Objectives: Head and neck squamous cell carcinoma (HNSCC) is the 6th most common cancer world-wide whose incidence is ever-increasing. The majority of these tumors are found in the oral cavity (OSCC) with a five-year survival rate of 40% for patients with advanced disease. Our previous studies developed novel capsazepine (CPZ) analogs (CIDD24, CIDD99, CIDD111) with significant anti-tumor effects in OSCC xenografts that surpassed the parent compound, CPZ. CIDD99 was the most potent followed by CIDD24 and CIDD111. Objectives: To further delineate the mechanism(s)-of-action of these novel compounds.
Methods: Methods: Mitochondrial membrane potential assays and Mito-Tracker red staining were used to further analyze the effects on mitochondrial function. Western blot analysis of cleaved Parp (cParp) was used to assess induction of apoptosis. To determine the potential role of TRPV1 and reactive oxygen species (ROS) as potential regulators of OSCC proliferation, MTS assays were performed to evaluate the anti-proliferative efficacy in the presence of the TRPV1 antagonist CPZ and the anti-oxidant N-acetyl-cysteine (NAC).

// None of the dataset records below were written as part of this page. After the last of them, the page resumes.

//! Application state and main loop for the terminal search box.
//!
//! The loop is the single owner of the [`SearchController`]: each iteration
//! drains finished timers and fetches, draws the current view, then feeds at
//! most one terminal event back in.

use crossterm::event::{KeyCode, KeyModifiers, MouseButton, MouseEvent, MouseEventKind};
use ratatui::{Terminal, backend::CrosstermBackend};
use std::io::Stdout;

use super::event::{Event, EventHandler};
use super::ui::{self, Hit, ScreenLayout};
use crate::core::controller::{SearchController, SearchKey};
use crate::core::pointer::{PointerHub, PointerPress};

/// Poll interval; also bounds how long a finished fetch waits to be drawn.
const TICK_RATE_MS: u64 = 50;

pub struct App {
    pub should_quit: bool,
    controller: SearchController,
    /// Document-level click target shared with the controller
    pointer: PointerHub,
    layout: ScreenLayout,
}

impl App {
    pub fn new(mut controller: SearchController) -> Self {
        let pointer = PointerHub::new();
        controller.attach_pointer(&pointer);

        Self {
            should_quit: false,
            controller,
            pointer,
            layout: ScreenLayout::default(),
        }
    }

    pub fn controller(&self) -> &SearchController {
        &self.controller
    }

    pub fn run(&mut self, terminal: &mut Terminal<CrosstermBackend<Stdout>>) -> std::io::Result<()> {
        let event_handler = EventHandler::new(TICK_RATE_MS);

        while !self.should_quit {
            self.controller.drain_events();

            let view = self.controller.view();
            let mut layout = ScreenLayout::default();
            terminal.draw(|frame| ui::draw(frame, &view, &mut layout))?;
            self.controller.set_hit_regions(layout.hit_regions());
            self.layout = layout;

            match event_handler.next()? {
                Event::Key(key) => self.handle_key(key.code, key.modifiers),
                Event::Mouse(mouse) => self.handle_mouse(mouse),
                Event::Resize(_, _) => {} // Redrawn next iteration
                Event::Tick => {}
            }
        }

        self.controller.teardown();
        Ok(())
    }

    pub(crate) fn handle_key(&mut self, code: KeyCode, modifiers: KeyModifiers) {
        match code {
            KeyCode::Char('c') if modifiers.contains(KeyModifiers::CONTROL) => {
                self.should_quit = true;
            }
            KeyCode::Esc => {
                self.controller.on_key_down(SearchKey::Escape);
            }
            KeyCode::Up => {
                self.controller.on_key_down(SearchKey::ArrowUp);
            }
            KeyCode::Down => {
                self.controller.on_key_down(SearchKey::ArrowDown);
            }
            KeyCode::Enter => {
                self.controller.on_key_down(SearchKey::Enter);
            }
            KeyCode::Tab => {
                if self.controller.is_list_open() {
                    self.controller.on_blur();
                } else {
                    self.controller.on_focus();
                }
            }
            KeyCode::Backspace => {
                let mut text = self.controller.session().query.clone();
                text.pop();
                self.controller.on_input_change(&text);
            }
            KeyCode::Char(c) => {
                let mut text = self.controller.session().query.clone();
                text.push(c);
                self.controller.on_input_change(&text);
            }
            _ => {}
        }
    }

    pub(crate) fn handle_mouse(&mut self, mouse: MouseEvent) {
        match mouse.kind {
            MouseEventKind::Down(MouseButton::Left) => {
                // Outside presses reach the controller through its subscription
                self.pointer.dispatch(PointerPress {
                    column: mouse.column,
                    row: mouse.row,
                });

                match self.layout.hit_test(mouse.column, mouse.row) {
                    Some(Hit::Candidate(index)) => {
                        let candidate = self.controller.session().candidates.get(index).cloned();
                        if candidate.is_some() {
                            self.controller.on_commit(candidate);
                        }
                    }
                    Some(Hit::Recent(index)) => self.controller.select_recent(index),
                    Some(Hit::Input) => self.controller.on_focus(),
                    None => {}
                }
            }
            MouseEventKind::Moved => {
                if let Some(Hit::Candidate(index)) = self.layout.hit_test(mouse.column, mouse.row) {
                    self.controller.on_hover(index);
                }
            }
            _ => {}
        }
    }
}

Results: Results: We found all three compounds to be efficacious against a panel of cancer types indicating a universal mechanism-of-action. Our previous calcium imaging studies confirmed that CIDD24 activates TRPV1. Thus TRPV1 could not be ruled out as a potential regulator of CIDD24 efficacy. However, pre-treatment with CPZ had no influence on CIDD24 anti-proliferative effects nor on CIDD99 and CIDD111 indicating that TRPV1 does not regulate OSCC proliferation. In addition, NAC reversed the anti-proliferative effects of these compounds supporting our hypothesis that ROS induction mediates the anti-tumor properties of these analogs. This was further supported by dose-dependent mitochondrial depolarization and corresponding induction of cParp in response to these treatments
Conclusions: Conclusion: CPZ analogs are highly efficacious in treating OSCC due to their superior induction of mitochondrial dysfunction and apoptosis. Furthermore, TRPV1 activity does not mediate the actions of CIDD24, CIDD99, or CIDD111.